:: WHAT THE EXERCISE ASKS ::
For each line below that includes the word "rows", make a copy.

:: MATERIALS PROVIDED ::

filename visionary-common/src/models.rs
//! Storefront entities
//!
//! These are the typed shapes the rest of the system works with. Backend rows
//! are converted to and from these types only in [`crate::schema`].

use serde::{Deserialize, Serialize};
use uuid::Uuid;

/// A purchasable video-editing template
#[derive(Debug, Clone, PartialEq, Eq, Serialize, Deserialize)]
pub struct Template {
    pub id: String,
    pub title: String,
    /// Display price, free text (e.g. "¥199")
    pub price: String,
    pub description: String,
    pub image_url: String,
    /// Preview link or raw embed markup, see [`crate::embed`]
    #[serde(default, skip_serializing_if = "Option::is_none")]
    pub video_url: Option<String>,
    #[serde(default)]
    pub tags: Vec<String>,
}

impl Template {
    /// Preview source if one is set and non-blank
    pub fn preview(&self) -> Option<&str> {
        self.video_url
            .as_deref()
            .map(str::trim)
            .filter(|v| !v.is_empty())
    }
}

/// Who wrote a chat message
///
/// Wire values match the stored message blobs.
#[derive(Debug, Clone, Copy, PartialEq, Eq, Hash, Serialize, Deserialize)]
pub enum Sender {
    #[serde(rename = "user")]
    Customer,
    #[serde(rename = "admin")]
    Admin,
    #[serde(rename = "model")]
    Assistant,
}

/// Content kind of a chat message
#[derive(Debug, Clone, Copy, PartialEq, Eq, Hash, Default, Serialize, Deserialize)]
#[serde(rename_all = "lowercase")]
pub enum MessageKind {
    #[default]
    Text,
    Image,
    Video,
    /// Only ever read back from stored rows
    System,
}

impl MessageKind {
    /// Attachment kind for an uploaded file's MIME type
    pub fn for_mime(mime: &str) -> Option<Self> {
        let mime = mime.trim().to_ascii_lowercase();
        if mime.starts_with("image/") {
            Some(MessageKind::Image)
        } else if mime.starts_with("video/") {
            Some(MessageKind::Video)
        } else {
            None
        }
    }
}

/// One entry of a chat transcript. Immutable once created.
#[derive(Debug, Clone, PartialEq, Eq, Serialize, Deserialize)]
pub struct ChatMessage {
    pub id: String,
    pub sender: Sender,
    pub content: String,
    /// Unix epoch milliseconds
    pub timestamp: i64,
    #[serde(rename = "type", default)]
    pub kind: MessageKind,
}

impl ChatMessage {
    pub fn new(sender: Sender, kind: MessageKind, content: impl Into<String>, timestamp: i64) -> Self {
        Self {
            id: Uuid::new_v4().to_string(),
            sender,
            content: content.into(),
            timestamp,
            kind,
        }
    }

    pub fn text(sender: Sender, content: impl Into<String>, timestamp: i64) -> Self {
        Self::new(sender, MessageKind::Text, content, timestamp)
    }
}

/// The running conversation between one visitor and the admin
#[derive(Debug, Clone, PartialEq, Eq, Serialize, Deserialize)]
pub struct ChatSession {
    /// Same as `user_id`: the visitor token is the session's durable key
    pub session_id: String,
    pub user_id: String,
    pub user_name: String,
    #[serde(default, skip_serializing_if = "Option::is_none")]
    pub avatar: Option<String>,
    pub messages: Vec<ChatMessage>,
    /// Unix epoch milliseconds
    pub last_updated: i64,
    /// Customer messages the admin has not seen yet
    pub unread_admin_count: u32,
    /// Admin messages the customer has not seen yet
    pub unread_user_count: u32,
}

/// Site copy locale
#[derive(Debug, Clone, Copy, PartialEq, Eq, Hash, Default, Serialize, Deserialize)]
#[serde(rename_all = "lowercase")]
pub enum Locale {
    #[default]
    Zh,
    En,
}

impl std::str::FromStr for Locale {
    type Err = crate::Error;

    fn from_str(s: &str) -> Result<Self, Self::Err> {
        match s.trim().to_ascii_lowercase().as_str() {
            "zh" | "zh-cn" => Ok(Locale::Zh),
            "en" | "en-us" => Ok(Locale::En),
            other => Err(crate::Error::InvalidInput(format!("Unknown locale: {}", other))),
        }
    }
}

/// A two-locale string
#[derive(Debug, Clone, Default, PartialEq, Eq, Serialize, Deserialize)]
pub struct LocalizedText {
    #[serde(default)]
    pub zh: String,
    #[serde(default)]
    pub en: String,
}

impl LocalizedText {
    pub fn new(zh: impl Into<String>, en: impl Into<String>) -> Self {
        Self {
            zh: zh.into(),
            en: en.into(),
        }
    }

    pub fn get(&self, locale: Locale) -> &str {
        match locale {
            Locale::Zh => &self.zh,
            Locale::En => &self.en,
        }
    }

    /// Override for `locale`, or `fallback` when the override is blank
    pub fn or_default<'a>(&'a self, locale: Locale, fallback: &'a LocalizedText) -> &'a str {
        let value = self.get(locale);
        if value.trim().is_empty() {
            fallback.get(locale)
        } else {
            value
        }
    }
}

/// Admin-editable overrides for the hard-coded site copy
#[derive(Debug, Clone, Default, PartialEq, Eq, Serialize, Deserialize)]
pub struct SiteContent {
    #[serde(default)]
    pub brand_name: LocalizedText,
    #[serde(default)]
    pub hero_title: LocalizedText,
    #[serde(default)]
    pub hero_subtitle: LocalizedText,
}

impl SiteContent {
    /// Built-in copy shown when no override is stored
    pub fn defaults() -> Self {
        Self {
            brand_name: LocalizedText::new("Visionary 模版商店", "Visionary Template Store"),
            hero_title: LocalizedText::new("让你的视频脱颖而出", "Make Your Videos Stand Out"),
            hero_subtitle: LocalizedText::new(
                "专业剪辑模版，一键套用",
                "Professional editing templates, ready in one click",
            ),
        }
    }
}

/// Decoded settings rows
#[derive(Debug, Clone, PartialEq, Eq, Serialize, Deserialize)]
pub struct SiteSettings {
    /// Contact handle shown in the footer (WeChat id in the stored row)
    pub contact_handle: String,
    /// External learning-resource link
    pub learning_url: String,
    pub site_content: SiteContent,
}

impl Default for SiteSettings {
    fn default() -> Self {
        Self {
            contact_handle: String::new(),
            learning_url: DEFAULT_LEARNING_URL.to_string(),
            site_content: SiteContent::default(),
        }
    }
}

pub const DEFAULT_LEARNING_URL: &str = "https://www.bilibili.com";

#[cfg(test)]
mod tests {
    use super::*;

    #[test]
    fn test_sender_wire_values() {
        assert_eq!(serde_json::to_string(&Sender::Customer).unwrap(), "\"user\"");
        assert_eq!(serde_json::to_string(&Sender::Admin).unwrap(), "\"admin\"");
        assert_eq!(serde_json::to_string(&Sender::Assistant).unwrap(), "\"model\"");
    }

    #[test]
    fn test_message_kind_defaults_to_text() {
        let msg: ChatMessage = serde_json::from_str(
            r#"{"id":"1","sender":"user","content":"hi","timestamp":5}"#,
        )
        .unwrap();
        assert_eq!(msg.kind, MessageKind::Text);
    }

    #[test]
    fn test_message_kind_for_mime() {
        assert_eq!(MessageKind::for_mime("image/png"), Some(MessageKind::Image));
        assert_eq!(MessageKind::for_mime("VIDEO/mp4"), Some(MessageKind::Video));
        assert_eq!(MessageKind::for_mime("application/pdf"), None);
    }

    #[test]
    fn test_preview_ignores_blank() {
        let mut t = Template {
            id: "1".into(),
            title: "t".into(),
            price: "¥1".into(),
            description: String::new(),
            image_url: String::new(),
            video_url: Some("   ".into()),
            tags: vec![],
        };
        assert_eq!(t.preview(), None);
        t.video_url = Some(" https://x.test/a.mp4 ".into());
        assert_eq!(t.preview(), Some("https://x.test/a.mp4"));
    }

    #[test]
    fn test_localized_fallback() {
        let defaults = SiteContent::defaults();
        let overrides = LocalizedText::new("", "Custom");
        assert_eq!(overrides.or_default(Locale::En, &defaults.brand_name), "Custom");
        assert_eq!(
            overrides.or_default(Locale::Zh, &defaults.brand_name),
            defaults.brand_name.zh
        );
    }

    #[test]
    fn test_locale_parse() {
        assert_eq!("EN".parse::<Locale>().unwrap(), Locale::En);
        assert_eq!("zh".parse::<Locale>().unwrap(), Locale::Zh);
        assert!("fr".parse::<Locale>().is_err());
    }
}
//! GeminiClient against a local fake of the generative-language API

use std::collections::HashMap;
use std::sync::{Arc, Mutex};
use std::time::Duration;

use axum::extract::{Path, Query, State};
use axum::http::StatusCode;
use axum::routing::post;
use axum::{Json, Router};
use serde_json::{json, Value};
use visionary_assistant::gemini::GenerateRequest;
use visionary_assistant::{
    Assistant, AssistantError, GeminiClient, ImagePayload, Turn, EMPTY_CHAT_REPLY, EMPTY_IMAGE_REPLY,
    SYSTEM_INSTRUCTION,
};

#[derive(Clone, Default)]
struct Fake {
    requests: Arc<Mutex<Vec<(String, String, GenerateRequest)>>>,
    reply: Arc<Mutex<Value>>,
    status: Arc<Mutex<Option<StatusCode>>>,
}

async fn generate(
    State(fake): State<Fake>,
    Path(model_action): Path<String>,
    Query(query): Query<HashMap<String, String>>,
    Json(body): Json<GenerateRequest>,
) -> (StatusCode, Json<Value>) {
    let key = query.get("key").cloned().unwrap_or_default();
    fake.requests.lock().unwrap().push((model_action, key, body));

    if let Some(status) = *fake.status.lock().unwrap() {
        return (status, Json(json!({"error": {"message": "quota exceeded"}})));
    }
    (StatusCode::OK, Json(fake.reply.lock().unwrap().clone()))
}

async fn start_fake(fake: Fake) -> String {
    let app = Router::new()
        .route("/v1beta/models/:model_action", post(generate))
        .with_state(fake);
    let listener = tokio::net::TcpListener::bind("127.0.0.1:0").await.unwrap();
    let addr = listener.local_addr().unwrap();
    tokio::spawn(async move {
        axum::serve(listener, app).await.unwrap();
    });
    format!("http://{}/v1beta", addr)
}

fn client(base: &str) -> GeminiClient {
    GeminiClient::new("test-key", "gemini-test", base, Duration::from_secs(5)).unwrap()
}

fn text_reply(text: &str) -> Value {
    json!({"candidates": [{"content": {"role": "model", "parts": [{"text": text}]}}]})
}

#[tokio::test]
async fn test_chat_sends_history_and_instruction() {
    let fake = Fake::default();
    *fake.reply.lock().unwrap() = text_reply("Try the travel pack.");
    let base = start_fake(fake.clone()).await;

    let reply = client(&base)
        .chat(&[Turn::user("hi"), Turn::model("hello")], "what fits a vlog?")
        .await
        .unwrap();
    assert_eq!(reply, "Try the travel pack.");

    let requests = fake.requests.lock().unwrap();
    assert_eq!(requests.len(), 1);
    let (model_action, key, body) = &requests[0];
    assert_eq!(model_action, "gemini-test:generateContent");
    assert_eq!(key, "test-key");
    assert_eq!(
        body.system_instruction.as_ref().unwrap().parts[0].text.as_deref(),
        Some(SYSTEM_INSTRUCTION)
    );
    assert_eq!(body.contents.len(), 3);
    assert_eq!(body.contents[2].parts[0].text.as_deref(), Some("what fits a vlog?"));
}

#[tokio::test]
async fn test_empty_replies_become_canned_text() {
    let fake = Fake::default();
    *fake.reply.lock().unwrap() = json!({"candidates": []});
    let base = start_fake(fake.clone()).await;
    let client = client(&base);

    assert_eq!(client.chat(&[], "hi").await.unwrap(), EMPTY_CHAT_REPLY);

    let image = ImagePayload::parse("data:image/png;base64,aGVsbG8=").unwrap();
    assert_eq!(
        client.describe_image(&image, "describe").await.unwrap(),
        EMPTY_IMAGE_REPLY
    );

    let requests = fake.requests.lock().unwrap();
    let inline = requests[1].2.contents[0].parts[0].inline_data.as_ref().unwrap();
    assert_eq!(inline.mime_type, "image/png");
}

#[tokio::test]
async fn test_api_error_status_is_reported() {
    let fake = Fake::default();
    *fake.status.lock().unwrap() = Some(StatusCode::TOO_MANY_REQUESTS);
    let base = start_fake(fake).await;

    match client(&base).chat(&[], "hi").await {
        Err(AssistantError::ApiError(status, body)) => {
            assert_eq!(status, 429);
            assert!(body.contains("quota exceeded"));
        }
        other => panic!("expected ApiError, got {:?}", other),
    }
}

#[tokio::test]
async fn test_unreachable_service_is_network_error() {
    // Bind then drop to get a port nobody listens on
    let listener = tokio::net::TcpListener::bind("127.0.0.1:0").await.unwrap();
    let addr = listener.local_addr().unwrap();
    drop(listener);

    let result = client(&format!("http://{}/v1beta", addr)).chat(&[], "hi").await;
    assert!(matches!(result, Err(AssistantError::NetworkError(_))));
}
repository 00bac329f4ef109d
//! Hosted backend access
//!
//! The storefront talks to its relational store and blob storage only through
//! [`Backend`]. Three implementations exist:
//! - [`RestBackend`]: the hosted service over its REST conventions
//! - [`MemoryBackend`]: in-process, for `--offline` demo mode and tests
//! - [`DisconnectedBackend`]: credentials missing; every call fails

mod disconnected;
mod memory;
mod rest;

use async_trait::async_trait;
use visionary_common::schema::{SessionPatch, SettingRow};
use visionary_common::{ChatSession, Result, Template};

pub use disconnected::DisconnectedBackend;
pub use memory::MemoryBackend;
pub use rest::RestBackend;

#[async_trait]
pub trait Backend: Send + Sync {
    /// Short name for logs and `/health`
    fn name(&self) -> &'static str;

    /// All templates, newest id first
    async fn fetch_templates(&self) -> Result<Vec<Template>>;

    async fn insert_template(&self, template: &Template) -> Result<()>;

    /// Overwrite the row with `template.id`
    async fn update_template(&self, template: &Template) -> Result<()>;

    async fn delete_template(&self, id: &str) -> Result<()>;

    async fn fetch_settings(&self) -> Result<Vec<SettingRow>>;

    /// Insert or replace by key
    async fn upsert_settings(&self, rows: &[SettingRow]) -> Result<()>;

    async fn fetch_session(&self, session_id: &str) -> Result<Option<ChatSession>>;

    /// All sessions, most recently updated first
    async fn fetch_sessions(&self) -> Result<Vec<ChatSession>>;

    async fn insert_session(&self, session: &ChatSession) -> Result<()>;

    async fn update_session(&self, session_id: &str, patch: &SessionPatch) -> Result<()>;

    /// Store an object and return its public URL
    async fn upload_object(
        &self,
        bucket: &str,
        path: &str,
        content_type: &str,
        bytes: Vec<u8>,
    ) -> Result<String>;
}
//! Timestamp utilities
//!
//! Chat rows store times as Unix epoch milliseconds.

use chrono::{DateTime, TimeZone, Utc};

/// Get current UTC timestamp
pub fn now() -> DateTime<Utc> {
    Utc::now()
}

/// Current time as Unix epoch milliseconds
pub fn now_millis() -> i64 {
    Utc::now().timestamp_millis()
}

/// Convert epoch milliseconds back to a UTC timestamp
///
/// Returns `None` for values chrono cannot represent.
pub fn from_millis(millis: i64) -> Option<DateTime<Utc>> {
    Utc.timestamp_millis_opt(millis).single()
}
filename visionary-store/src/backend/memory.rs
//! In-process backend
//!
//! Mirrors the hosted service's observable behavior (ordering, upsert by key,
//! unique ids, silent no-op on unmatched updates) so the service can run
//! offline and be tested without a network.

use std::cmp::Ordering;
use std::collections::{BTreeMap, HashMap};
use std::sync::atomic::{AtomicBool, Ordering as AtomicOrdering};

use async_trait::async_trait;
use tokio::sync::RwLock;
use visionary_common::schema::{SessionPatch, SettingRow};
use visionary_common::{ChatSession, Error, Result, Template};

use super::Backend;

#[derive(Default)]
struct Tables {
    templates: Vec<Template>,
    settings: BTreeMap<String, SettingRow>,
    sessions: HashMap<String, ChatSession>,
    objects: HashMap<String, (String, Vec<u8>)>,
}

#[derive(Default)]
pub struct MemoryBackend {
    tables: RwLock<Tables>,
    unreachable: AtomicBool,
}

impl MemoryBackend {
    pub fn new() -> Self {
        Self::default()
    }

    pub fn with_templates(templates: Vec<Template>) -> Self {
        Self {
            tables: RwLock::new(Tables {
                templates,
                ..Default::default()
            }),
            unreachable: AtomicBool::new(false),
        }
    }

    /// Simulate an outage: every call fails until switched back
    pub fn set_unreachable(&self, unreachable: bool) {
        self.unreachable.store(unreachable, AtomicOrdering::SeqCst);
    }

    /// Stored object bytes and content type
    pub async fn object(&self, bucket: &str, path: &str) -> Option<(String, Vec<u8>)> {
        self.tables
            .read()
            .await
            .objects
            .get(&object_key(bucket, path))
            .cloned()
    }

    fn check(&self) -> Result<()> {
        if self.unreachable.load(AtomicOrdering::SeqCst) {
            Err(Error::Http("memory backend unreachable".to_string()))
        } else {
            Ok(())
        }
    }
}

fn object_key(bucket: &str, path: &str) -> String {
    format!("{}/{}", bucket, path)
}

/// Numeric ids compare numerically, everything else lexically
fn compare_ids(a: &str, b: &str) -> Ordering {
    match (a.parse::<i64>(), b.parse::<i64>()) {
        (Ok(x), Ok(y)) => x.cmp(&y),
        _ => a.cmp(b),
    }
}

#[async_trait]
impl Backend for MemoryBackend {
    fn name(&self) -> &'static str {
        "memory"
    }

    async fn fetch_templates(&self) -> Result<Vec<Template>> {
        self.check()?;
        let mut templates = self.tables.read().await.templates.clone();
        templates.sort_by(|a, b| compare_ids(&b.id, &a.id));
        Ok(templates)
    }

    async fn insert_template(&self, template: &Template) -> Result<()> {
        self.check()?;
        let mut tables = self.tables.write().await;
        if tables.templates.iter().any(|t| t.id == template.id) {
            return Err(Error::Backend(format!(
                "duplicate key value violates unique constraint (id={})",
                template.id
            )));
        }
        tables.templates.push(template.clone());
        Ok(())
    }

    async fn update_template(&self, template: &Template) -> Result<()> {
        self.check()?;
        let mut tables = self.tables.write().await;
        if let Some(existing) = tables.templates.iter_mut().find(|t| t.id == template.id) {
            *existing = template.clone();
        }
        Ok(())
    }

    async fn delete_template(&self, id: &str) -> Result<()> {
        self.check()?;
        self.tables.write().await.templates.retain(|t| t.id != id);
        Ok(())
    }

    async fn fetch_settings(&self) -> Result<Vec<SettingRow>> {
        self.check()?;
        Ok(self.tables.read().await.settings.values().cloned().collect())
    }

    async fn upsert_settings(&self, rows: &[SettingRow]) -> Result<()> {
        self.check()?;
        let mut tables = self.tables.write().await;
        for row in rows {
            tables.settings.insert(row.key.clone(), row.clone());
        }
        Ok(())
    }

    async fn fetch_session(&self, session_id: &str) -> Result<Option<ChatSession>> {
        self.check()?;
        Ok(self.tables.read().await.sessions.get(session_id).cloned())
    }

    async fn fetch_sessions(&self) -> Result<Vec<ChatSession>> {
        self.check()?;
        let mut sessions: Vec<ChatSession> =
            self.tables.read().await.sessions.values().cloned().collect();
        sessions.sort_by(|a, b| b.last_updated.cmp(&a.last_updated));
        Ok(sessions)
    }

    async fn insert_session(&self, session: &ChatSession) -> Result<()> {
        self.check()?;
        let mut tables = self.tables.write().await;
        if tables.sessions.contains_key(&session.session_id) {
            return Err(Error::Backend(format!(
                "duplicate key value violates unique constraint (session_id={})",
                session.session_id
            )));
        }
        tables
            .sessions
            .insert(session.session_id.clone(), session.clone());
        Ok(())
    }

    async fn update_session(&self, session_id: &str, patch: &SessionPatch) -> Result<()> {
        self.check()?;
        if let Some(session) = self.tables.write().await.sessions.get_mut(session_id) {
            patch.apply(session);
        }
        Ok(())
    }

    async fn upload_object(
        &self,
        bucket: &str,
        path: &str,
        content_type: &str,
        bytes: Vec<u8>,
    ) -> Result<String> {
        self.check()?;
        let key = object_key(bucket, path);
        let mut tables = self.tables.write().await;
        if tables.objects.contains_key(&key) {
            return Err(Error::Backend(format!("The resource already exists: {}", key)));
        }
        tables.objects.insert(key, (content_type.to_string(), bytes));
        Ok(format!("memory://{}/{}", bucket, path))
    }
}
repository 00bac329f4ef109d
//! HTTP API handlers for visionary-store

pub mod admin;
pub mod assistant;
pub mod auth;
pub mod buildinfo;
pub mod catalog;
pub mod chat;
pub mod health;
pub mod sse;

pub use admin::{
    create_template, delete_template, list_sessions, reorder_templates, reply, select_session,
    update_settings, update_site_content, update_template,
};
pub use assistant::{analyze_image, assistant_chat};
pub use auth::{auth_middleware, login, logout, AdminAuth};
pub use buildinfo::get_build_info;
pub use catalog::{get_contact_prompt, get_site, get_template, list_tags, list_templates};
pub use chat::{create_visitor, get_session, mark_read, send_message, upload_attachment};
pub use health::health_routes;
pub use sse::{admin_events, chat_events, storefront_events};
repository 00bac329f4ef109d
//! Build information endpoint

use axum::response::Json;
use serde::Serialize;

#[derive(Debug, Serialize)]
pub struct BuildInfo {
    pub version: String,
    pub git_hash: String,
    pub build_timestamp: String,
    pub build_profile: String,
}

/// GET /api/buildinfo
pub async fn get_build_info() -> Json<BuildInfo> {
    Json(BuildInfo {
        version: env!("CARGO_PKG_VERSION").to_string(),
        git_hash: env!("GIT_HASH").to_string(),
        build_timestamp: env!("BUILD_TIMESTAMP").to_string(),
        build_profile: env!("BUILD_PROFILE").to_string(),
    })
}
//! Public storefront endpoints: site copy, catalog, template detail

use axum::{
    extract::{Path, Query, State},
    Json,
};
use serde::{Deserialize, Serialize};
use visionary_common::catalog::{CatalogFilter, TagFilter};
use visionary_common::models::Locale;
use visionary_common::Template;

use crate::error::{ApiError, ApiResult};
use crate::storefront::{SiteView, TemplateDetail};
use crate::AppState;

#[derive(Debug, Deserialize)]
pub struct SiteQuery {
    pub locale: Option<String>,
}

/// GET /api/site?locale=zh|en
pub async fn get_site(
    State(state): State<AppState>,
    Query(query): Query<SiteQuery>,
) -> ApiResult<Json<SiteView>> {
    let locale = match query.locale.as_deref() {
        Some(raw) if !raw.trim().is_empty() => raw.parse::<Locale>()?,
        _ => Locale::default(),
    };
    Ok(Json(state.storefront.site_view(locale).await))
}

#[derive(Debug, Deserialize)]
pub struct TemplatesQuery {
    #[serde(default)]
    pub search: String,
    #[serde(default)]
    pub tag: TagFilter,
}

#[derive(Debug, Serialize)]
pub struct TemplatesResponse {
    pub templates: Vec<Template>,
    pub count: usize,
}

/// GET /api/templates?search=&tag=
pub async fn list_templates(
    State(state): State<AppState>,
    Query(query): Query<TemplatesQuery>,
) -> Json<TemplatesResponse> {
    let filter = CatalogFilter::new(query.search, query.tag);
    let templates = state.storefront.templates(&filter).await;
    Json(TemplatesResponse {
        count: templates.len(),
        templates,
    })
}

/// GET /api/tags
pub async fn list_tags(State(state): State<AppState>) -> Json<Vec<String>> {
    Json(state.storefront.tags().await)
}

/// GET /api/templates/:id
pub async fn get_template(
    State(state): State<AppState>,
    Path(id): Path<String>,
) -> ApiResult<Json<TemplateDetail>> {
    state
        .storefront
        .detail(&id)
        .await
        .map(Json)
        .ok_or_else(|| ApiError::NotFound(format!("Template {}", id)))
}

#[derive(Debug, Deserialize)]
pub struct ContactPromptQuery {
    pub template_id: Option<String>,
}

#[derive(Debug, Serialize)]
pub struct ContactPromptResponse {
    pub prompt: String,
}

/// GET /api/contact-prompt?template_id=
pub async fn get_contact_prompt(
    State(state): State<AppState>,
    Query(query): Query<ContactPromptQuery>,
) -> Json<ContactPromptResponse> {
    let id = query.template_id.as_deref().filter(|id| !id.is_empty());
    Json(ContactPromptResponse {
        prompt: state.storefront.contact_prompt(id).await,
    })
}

:: SOLVED PROBLEM ::
//! These are the typed shapes the rest of the system works with. Backend rows
    /// Only ever read back from stored rows
/// Decoded settings rows
    async fn upsert_settings(&self, rows: &[SettingRow]) -> Result<()>;
//! Chat rows store times as Unix epoch milliseconds.
    async fn upsert_settings(&self, rows: &[SettingRow]) -> Result<()> {
        for row in rows {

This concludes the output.